Phase 1 Results of ZUMA-1: A Multicenter Study of KTE-C19 Anti-CD19 CAR T Cell Therapy in Refractory Aggressive Lymphoma

Abstract

Outcomes for patients with refractory diffuse large B cell lymphoma (DLBCL) are poor. In the multicenter ZUMA-1 phase 1 study, we evaluated KTE-C19, an autologous CD3ζ/CD28-based chimeric antigen receptor (CAR) T cell therapy, in patients with refractory DLBCL. Patients received low-dose conditioning chemotherapy with concurrent cyclophosphamide (500 mg/m²) and fludarabine (30 mg/m²) for 3 days followed by KTE-C19 at a target dose of 2 × 10⁶ CAR T cells/kg. The incidence of dose-limiting toxicity (DLT) was the primary endpoint. Seven patients were treated with KTE-C19 and one patient experienced a DLT of grade 4 cytokine release syndrome (CRS) and neurotoxicity. Grade ≥3 CRS and neurotoxicity were observed in 14% (n = 1/7) and 57% (n = 4/7) of patients, respectively. All other KTE-C19-related grade ≥3 events resolved within 1 month. The overall response rate was 71% (n = 5/7) and complete response (CR) rate was 57% (n = 4/7). Three patients have ongoing CR (all at 12+ months). CAR T cells demonstrated peak expansion within 2 weeks and continued to be detectable at 12+ months in patients with ongoing CR. This regimen of KTE-C19 was safe for further study in phase 2 and induced durable remissions in patients with refractory DLBCL.
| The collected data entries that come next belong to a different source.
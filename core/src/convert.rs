// III-IV
// Copyright 2023 Julio Merino
//
// Licensed under the Apache License, Version 2.0 (the "License"); you may not
// use this file except in compliance with the License.  You may obtain a copy
// of the License at:
//
//     http://www.apache.org/licenses/LICENSE-2.0
//
// Unless required by applicable law or agreed to in writing, software
// distributed under the License is distributed on an "AS IS" BASIS, WITHOUT
// WARRANTIES OR CONDITIONS OF ANY KIND, either express or implied.  See the
// License for the specific language governing permissions and limitations
// under the License.

//! Conversions between model types and their JSON, YAML and XML representations.
//!
//! All decoders report failures as a `Resulted`: malformed input maps to the builtin
//! `JSON_PARSE` outcome, well-formed input with the wrong shape maps to the builtin
//! `*_MAPPING` outcomes, and I/O problems are captured as unexpected errors.

use crate::result::{builtin, Outcome, Resulted};
use log::debug;
use serde::de::DeserializeOwned;
use serde::Serialize;
use serde_json::error::Category;
use std::fs;
use std::io::{self, Read};
use std::path::Path;

mod path;
pub use path::*;

/// Errors captured by conversion operations.
#[derive(Debug, thiserror::Error)]
pub enum ConvertError {
    /// The input could not be read.
    #[error("I/O error: {0}")]
    Io(#[from] io::Error),

    /// A value could not be serialized.
    #[error("Serialization failed: {0}")]
    Serialize(String),
}

/// Maps a JSON deserialization error to an outcome.
fn json_outcome(e: serde_json::Error) -> Outcome {
    match e.classify() {
        Category::Io => Outcome::from_exception(ConvertError::Io(io::Error::from(e))),
        Category::Syntax | Category::Eof => {
            debug!("Cannot parse JSON: {}", e);
            builtin::JSON_PARSE
        }
        Category::Data => {
            debug!("Cannot map JSON: {}", e);
            builtin::JSON_MAPPING
        }
    }
}

/// Reads the whole file at `path` into a string.
fn read_file(path: &Path) -> Result<String, Outcome> {
    fs::read_to_string(path).map_err(|e| Outcome::from_exception(ConvertError::Io(e)))
}

/// Decodes a `T` from the JSON document in `text`.
pub fn from_json<T: DeserializeOwned>(text: &str) -> Resulted<T> {
    match serde_json::from_str(text) {
        Ok(value) => Resulted::ok(value),
        Err(e) => Resulted::from_result(json_outcome(e)),
    }
}

/// Decodes a `T` from the JSON document in `bytes`.
pub fn from_json_slice<T: DeserializeOwned>(bytes: &[u8]) -> Resulted<T> {
    match serde_json::from_slice(bytes) {
        Ok(value) => Resulted::ok(value),
        Err(e) => Resulted::from_result(json_outcome(e)),
    }
}

/// Decodes a `T` from the JSON document provided by `reader`.
pub fn from_json_reader<T: DeserializeOwned, R: Read>(reader: R) -> Resulted<T> {
    match serde_json::from_reader(reader) {
        Ok(value) => Resulted::ok(value),
        Err(e) => Resulted::from_result(json_outcome(e)),
    }
}

/// Decodes a `T` from the JSON document stored in the file at `path`.
pub fn from_json_file<T: DeserializeOwned, P: AsRef<Path>>(path: P) -> Resulted<T> {
    match read_file(path.as_ref()) {
        Ok(text) => from_json(&text),
        Err(outcome) => Resulted::from_result(outcome),
    }
}

/// Decodes a `T` from the YAML document in `text`.
pub fn from_yaml<T: DeserializeOwned>(text: &str) -> Resulted<T> {
    match serde_yaml::from_str(text) {
        Ok(value) => Resulted::ok(value),
        Err(e) => {
            debug!("Cannot map YAML: {}", e);
            Resulted::from_result(builtin::YAML_MAPPING)
        }
    }
}

/// Decodes a `T` from the YAML document stored in the file at `path`.
pub fn from_yaml_file<T: DeserializeOwned, P: AsRef<Path>>(path: P) -> Resulted<T> {
    match read_file(path.as_ref()) {
        Ok(text) => from_yaml(&text),
        Err(outcome) => Resulted::from_result(outcome),
    }
}

/// Decodes a `T` from the XML document in `text`.
pub fn from_xml<T: DeserializeOwned>(text: &str) -> Resulted<T> {
    match quick_xml::de::from_str(text) {
        Ok(value) => Resulted::ok(value),
        Err(e) => {
            debug!("Cannot map XML: {}", e);
            Resulted::from_result(builtin::XML_MAPPING)
        }
    }
}

/// Decodes a `T` from the XML document stored in the file at `path`.
pub fn from_xml_file<T: DeserializeOwned, P: AsRef<Path>>(path: P) -> Resulted<T> {
    match read_file(path.as_ref()) {
        Ok(text) => from_xml(&text),
        Err(outcome) => Resulted::from_result(outcome),
    }
}

/// Encodes `value` as compact JSON.
pub fn to_json<T: Serialize>(value: &T) -> Resulted<String> {
    serde_json::to_string(value).map_err(|e| ConvertError::Serialize(e.to_string())).into()
}

/// Encodes `value` as indented JSON.
pub fn to_json_pretty<T: Serialize>(value: &T) -> Resulted<String> {
    serde_json::to_string_pretty(value).map_err(|e| ConvertError::Serialize(e.to_string())).into()
}

/// Encodes `value` as YAML.
pub fn to_yaml<T: Serialize>(value: &T) -> Resulted<String> {
    serde_yaml::to_string(value).map_err(|e| ConvertError::Serialize(e.to_string())).into()
}

/// Encodes `value` as XML, using the name of its type as the root element.
pub fn to_xml<T: Serialize>(value: &T) -> Resulted<String> {
    quick_xml::se::to_string(value).map_err(|e| ConvertError::Serialize(e.to_string())).into()
}
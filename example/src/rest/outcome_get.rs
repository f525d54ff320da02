// III-IV
// Copyright 2023 Julio Merino
//
// Licensed under the Apache License, Version 2.0 (the "License"); you may not
// use this file except in compliance with the License.  You may obtain a copy
// of the License at:
//
//     http://www.apache.org/licenses/LICENSE-2.0
//
// Unless required by applicable law or agreed to in writing, software
// distributed under the License is distributed on an "AS IS" BASIS, WITHOUT
// WARRANTIES OR CONDITIONS OF ANY KIND, either express or implied.  See the
// License for the specific language governing permissions and limitations
// under the License.

//! API to describe a result code.

use crate::model::OutcomeDetails;
use axum::extract::{Path, State};
use rms_core::rest::EmptyBody;
use rms_core::result::{builtin, ResultBank, Resulted};
use std::sync::Arc;

/// API handler.
pub(crate) async fn handler(
    State(bank): State<Arc<ResultBank>>,
    Path(code): Path<i32>,
    _: EmptyBody,
) -> Resulted<OutcomeDetails> {
    match bank.lookup(code) {
        Some(outcome) => Resulted::ok(OutcomeDetails::new(outcome.clone())),
        None => Resulted::from_result(builtin::NO_VALUE_FOUND),
    }
}
// III-IV
// Copyright 2023 Julio Merino
//
// Licensed under the Apache License, Version 2.0 (the "License"); you may not
// use this file except in compliance with the License.  You may obtain a copy
// of the License at:
//
//     http://www.apache.org/licenses/LICENSE-2.0
//
// Unless required by applicable law or agreed to in writing, software
// distributed under the License is distributed on an "AS IS" BASIS, WITHOUT
// WARRANTIES OR CONDITIONS OF ANY KIND, either express or implied.  See the
// License for the specific language governing permissions and limitations
// under the License.

//! Dotted-path readers over untyped JSON documents.
//!
//! The plain readers return `None` when the path does not exist or the value has the wrong
//! type.  The `to_safe_*` readers return a `Resulted` that carries `NO_VALUE_FOUND` instead.

use crate::result::{builtin, Resulted};
use log::trace;
use serde_json::Value;

/// Walks the dotted `path` starting at `node`.  Numeric components index into arrays.
pub fn to_node<'a>(node: &'a Value, path: &str) -> Option<&'a Value> {
    let mut current = node;
    for key in path.split('.') {
        current = match current {
            Value::Object(map) => map.get(key)?,
            Value::Array(items) => items.get(key.parse::<usize>().ok()?)?,
            _ => return None,
        };
    }
    match current {
        Value::Null => None,
        node => Some(node),
    }
}

/// Same as `to_node` but reports missing values as `NO_VALUE_FOUND`.
pub fn to_safe_node<'a>(node: &'a Value, path: &str) -> Resulted<&'a Value> {
    match to_node(node, path) {
        Some(value) => Resulted::ok(value),
        None => {
            trace!("No value found at {}", path);
            Resulted::from_result(builtin::NO_VALUE_FOUND)
        }
    }
}

/// Renders a scalar `node` as text.
fn scalar_string(node: &Value) -> Option<String> {
    match node {
        Value::String(s) => Some(s.clone()),
        Value::Number(n) => Some(n.to_string()),
        Value::Bool(b) => Some(b.to_string()),
        _ => None,
    }
}

/// Gets the scalar at `path` as text.
pub fn to_string(node: &Value, path: &str) -> Option<String> {
    to_node(node, path).and_then(scalar_string)
}

/// Gets the integer at `path`, if it fits in an `i32`.
pub fn to_i32(node: &Value, path: &str) -> Option<i32> {
    to_i64(node, path).and_then(|v| i32::try_from(v).ok())
}

/// Gets the integer at `path`.
pub fn to_i64(node: &Value, path: &str) -> Option<i64> {
    to_node(node, path).and_then(Value::as_i64)
}

/// Gets the number at `path`.
pub fn to_f64(node: &Value, path: &str) -> Option<f64> {
    to_node(node, path).and_then(Value::as_f64)
}

/// Converts an optional conversion result into a `Resulted`.
fn safe<T>(path: &str, value: Option<T>) -> Resulted<T> {
    match value {
        Some(value) => Resulted::ok(value),
        None => {
            trace!("No convertible value found at {}", path);
            Resulted::from_result(builtin::NO_VALUE_FOUND)
        }
    }
}

/// Same as `to_string` but reports failures as `NO_VALUE_FOUND`.
pub fn to_safe_string(node: &Value, path: &str) -> Resulted<String> {
    safe(path, to_string(node, path))
}

/// Same as `to_i32` but reports failures as `NO_VALUE_FOUND`.
pub fn to_safe_i32(node: &Value, path: &str) -> Resulted<i32> {
    safe(path, to_i32(node, path))
}

/// Same as `to_i64` but reports failures as `NO_VALUE_FOUND`.
pub fn to_safe_i64(node: &Value, path: &str) -> Resulted<i64> {
    safe(path, to_i64(node, path))
}

/// Same as `to_f64` but reports failures as `NO_VALUE_FOUND`.
pub fn to_safe_f64(node: &Value, path: &str) -> Resulted<f64> {
    safe(path, to_f64(node, path))
}

/// Applies `getter` to every element of the array at `path`.
///
/// Returns `None` if there is no array at `path`.
pub fn to_array<T, F>(node: &Value, path: &str, getter: F) -> Option<Vec<T>>
where
    F: Fn(&Value) -> T,
{
    match to_node(node, path)? {
        Value::Array(items) => Some(items.iter().map(getter).collect()),
        _ => None,
    }
}

#[cfg(test)]
mod tests {
    use super::*;
    use serde_json::json;

    fn document() -> Value {
        json!({
            "user": {
                "name": "alice",
                "age": 30,
                "score": 4.5,
                "big": 10_000_000_000i64,
                "active": true,
                "tags": ["a", "b"],
                "nothing": null,
            }
        })
    }

    #[test]
    fn test_to_node() {
        let doc = document();
        assert_eq!(Some(&json!("alice")), to_node(&doc, "user.name"));
        assert_eq!(Some(&json!("b")), to_node(&doc, "user.tags.1"));
        assert_eq!(None, to_node(&doc, "user.nothing"));
        assert_eq!(None, to_node(&doc, "user.name.first"));
        assert_eq!(None, to_node(&doc, "user.tags.x"));
    }

    #[test]
    fn test_plain_readers() {
        let doc = document();
        assert_eq!(Some("alice".to_owned()), to_string(&doc, "user.name"));
        assert_eq!(Some("30".to_owned()), to_string(&doc, "user.age"));
        assert_eq!(Some("true".to_owned()), to_string(&doc, "user.active"));
        assert_eq!(None, to_string(&doc, "user.tags"));
        assert_eq!(Some(30), to_i32(&doc, "user.age"));
        assert_eq!(None, to_i32(&doc, "user.big"));
        assert_eq!(Some(10_000_000_000), to_i64(&doc, "user.big"));
        assert_eq!(Some(4.5), to_f64(&doc, "user.score"));
        assert_eq!(None, to_i64(&doc, "user.name"));
    }

    #[test]
    fn test_safe_readers() {
        let doc = document();
        assert_eq!("alice", to_safe_string(&doc, "user.name").into_value());
        assert_eq!(30, to_safe_i32(&doc, "user.age").into_value());
        assert_eq!(10_000_000_000, to_safe_i64(&doc, "user.big").into_value());
        assert_eq!(4.5, to_safe_f64(&doc, "user.score").into_value());
        assert_eq!(&builtin::NO_VALUE_FOUND, to_safe_string(&doc, "user.missing").result());
        assert_eq!(&builtin::NO_VALUE_FOUND, to_safe_i32(&doc, "user.name").result());
        assert_eq!(&builtin::NO_VALUE_FOUND, to_safe_node(&doc, "user.nothing").result());
    }

    #[test]
    fn test_to_array() {
        let doc = document();
        assert_eq!(
            Some(vec!["a".to_owned(), "b".to_owned()]),
            to_array(&doc, "user.tags", |v| v.as_str().unwrap_or_default().to_owned())
        );
        assert_eq!(None, to_array(&doc, "user.name", Value::to_string));
        assert_eq!(None, to_array(&doc, "user.missing", Value::to_string));
    }
}
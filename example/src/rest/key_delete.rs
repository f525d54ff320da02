// III-IV
// Copyright 2023 Julio Merino
//
// Licensed under the Apache License, Version 2.0 (the "License"); you may not
// use this file except in compliance with the License.  You may obtain a copy
// of the License at:
//
//     http://www.apache.org/licenses/LICENSE-2.0
//
// Unless required by applicable law or agreed to in writing, software
// distributed under the License is distributed on an "AS IS" BASIS, WITHOUT
// WARRANTIES OR CONDITIONS OF ANY KIND, either express or implied.  See the
// License for the specific language governing permissions and limitations
// under the License.

//! API to delete a key.

use crate::driver::Driver;
use crate::model::Key;
use axum::extract::{Path, State};
use rms_core::rest::EmptyBody;
use rms_core::result::Outcome;

/// API handler.
pub(crate) async fn handler(
    State(driver): State<Driver>,
    Path(key): Path<Key>,
    _: EmptyBody,
) -> Outcome {
    driver.delete_key(&key).await
}

#[cfg(test)]
mod tests {
    use crate::outcomes::KEY_NOT_FOUND;
    use crate::rest::testutils::*;
    use axum::http;
    use rms_core::rest::testutils::*;
    use rms_core::result::Outcome;

    fn route(key: &str) -> (http::Method, String) {
        (http::Method::DELETE, format!("/keys/{}", key))
    }

    #[tokio::test]
    async fn test_ok() {
        let context = TestContext::setup().await;

        context.set_key("first", "value", 1).await;
        context.set_key("second", "value", 1).await;

        OneShotBuilder::new(context.app(), route("first"))
            .send_empty()
            .await
            .expect_outcome(&Outcome::VALID)
            .await;

        assert!(!context.has_key("first").await);
        assert!(context.has_key("second").await);
    }

    #[tokio::test]
    async fn test_missing() {
        let context = TestContext::setup().await;

        OneShotBuilder::new(context.app(), route("first"))
            .send_empty()
            .await
            .expect_status(http::StatusCode::NOT_FOUND)
            .expect_outcome(&KEY_NOT_FOUND)
            .await;
    }

    test_payload_must_be_empty!(TestContext::setup().await.app(), route("irrelevant"));
}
Keywords: CAR T; CD19; KTE-C19; diffuse large B cell lymphoma; refractory NHL.

Figure 1

Clinical Efficacy after KTE-C19 Infusion (A) Duration of response and survival post-infusion with KTE-C19. (B) CR at 30 days post KTE-C19 infusion in patient 5. Representative PET-CT scans at baseline and 30 days post KTE-C19 infusion in a patient with DLBCL relapsing after prior therapy with R-CHOP, R-ICE, and ASCT with Rituximab-gemcitabine-busulfan-melphalan+azacitidine-vorinostat.

Figure 2

Apheresis and Product Phenotype as Determined by Flow Cytometry Using CD45RA and CCR7 Cell Surface Markers N, naive; CM, central memory; EM, effector memory; Eff, effector. The bars and boxes show the minimum, maximum, median, and interquartile range.

Figure 3

Kinetics of Peripheral Blood CAR T Cells and Serum Biomarkers (A) PCR data demonstrates exponential expansion and persistence of CD19 CAR T cells in blood. Expansion occurs rapidly with peak levels achieved within the first 7–14 days post-KTE-C19 infusion (note: patient 7 was not tested). Persisting CD19 CAR T cells were detectable in six of six (100%) patients at week 4 and in four of five (80%) patients with samples available for testing at month 3. Three patients with ongoing CR had detectable CAR T cells at 12 months. Limit of detection of the qPCR assay is 0.001% or 1 × 10⁻⁵. (B) Analysis of patient serum reveals a biomarker profile composed of specific cytokines, chemokines, and effector proteins associated with KTE-C19 treatment. The expansion of CD19 CAR T cells (Figure 3A) was mirrored by induction and elevation of a range of cytokines that regulate proliferation, activation, and effector function. Induction of IL-15 occurs during conditioning chemotherapy and levels continue to rise post-infusion, promoting anti-CD19 CAR T cell expansion. CRP levels parallel CRS and generally resolve within the first 28 days. Granzyme B levels peak 3–7 days post-infusion, during peak anti-CD19 CAR T cell expansion, and provide evidence of effector function and tumor killing. (C) Heat map of serum biomarkers demonstrates sequential induction and gradual resolution within the first 2 weeks after KTE-C19 infusion of key cytokines, chemokines, and effector proteins. Patients 1–6 demonstrated similar baseline levels and post-infusion kinetics for induction of IL-15 (T cell proliferation), CRP (marker of inflammation), granzyme B (evidence of effector function), and IP-10 (chemokine that promotes CAR T cell homing). Early induction of IL-15, CRP, and IP-10 was observed 1–3 days post-infusion and effector function occurred around days 3–7 for these patients. In contrast, patient 7 demonstrated a dysregulated profile relative to the other six patients both at baseline (IL-15, CRP, and IP-10) and after KTE-C19 administration (all markers), indicative of an inflammatory state prior to KTE-C19.